• **BRIEF**
Copy whichever lines of the data hold the word "spent".

• **INFORMATION SHOWN**
--- START ---
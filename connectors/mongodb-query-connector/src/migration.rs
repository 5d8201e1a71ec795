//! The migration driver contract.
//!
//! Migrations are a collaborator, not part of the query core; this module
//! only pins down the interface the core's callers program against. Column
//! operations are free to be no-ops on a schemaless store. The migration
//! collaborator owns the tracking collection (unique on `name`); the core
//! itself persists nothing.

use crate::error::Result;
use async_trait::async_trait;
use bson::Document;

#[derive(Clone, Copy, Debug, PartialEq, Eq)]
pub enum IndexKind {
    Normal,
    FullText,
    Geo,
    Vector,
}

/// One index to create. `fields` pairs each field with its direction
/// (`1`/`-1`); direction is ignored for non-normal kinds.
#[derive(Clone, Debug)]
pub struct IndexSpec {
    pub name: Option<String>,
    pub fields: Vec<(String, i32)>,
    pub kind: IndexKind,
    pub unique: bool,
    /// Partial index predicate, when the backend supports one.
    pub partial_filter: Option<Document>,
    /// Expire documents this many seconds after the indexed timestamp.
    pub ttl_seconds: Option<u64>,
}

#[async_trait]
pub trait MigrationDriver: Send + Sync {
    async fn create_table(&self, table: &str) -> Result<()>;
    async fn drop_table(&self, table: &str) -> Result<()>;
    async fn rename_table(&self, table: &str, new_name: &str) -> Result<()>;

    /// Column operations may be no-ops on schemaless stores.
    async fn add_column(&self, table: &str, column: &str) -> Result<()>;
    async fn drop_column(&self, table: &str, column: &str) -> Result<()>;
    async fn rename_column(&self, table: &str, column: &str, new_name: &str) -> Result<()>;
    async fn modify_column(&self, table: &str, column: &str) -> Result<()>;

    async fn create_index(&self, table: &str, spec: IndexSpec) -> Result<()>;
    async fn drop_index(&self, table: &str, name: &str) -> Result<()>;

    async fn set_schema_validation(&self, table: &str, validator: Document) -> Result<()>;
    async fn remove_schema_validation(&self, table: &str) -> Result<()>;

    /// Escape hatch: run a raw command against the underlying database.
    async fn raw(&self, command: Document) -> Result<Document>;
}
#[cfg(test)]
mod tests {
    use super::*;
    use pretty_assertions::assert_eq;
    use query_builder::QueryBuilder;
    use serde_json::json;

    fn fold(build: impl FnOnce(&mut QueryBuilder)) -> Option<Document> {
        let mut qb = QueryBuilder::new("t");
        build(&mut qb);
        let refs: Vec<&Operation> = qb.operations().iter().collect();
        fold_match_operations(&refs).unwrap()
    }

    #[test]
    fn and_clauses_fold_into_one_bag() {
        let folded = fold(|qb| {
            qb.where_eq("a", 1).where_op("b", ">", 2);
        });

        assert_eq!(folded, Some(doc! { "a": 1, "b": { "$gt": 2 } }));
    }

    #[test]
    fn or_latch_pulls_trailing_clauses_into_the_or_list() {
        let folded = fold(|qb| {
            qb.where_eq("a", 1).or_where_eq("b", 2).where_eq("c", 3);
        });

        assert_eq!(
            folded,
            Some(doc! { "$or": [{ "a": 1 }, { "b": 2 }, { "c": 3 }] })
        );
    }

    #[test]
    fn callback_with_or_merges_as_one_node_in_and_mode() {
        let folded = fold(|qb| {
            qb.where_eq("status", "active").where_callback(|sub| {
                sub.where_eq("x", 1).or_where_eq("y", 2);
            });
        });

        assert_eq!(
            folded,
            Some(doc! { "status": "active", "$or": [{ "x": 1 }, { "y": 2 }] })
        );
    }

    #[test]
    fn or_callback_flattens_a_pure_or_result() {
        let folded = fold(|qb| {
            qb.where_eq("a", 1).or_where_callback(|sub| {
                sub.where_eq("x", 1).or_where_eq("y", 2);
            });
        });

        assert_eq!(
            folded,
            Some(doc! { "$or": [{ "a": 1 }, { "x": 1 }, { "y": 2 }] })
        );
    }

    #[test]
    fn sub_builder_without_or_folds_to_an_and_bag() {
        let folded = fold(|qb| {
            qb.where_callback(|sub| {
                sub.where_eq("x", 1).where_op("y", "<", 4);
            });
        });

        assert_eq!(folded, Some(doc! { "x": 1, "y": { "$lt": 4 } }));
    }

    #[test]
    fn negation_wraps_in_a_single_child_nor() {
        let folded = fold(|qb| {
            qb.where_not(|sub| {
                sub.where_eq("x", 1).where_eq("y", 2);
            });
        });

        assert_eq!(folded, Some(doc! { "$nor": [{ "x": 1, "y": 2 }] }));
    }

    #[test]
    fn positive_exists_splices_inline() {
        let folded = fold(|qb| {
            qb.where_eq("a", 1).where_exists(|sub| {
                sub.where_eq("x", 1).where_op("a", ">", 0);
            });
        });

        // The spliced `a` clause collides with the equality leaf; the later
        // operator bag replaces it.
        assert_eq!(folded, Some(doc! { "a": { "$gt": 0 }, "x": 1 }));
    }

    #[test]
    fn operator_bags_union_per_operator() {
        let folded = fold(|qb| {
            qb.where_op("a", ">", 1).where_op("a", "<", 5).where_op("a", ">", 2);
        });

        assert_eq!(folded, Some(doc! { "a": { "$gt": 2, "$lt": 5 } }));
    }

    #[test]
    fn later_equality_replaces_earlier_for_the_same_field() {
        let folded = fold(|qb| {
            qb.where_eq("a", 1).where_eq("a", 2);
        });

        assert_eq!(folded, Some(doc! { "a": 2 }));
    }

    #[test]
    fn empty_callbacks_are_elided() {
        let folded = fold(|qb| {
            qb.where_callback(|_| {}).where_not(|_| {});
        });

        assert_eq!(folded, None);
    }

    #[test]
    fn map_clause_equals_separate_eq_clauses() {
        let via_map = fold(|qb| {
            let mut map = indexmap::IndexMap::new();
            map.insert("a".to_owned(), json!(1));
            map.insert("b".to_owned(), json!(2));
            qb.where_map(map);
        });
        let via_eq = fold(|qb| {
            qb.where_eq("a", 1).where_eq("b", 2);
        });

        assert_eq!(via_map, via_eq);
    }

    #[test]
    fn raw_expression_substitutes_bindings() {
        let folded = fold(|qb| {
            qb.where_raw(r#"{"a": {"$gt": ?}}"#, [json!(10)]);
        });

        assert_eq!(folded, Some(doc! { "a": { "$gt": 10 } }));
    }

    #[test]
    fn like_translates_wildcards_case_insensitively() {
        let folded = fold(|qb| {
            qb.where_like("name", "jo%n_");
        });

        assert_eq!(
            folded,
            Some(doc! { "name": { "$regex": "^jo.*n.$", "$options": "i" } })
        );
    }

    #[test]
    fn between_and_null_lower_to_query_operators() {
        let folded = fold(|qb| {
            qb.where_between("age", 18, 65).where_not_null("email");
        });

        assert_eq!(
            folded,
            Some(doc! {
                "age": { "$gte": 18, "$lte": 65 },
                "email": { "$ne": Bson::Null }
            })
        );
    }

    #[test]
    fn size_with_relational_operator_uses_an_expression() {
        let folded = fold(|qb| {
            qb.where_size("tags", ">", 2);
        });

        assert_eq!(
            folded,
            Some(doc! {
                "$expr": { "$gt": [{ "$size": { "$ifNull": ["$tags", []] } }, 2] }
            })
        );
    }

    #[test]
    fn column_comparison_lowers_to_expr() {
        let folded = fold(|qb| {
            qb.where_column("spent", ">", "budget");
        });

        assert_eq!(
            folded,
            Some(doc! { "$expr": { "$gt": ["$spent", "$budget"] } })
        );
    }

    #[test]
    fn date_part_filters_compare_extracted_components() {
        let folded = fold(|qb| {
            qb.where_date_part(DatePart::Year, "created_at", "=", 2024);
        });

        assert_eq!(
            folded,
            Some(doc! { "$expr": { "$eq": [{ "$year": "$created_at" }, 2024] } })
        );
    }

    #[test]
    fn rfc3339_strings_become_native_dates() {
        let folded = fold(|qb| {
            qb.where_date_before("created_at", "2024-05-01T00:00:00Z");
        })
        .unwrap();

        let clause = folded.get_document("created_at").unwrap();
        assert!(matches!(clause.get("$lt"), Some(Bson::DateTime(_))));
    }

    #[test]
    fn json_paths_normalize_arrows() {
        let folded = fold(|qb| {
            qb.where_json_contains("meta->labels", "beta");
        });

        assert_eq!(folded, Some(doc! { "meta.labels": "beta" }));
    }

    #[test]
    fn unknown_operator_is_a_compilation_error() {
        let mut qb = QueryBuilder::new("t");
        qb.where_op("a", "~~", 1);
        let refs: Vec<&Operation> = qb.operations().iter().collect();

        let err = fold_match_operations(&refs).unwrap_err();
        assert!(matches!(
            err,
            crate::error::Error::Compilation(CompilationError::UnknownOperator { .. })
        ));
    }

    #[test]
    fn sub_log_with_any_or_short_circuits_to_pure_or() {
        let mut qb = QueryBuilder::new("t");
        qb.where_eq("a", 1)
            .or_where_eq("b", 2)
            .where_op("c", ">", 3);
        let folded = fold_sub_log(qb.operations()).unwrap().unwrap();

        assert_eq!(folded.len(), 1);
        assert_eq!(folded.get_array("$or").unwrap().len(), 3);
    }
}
--- END ---
• **WRITTEN RESPONSE**
            qb.where_column("spent", ">", "budget");
            Some(doc! { "$expr": { "$gt": ["$spent", "$budget"] } })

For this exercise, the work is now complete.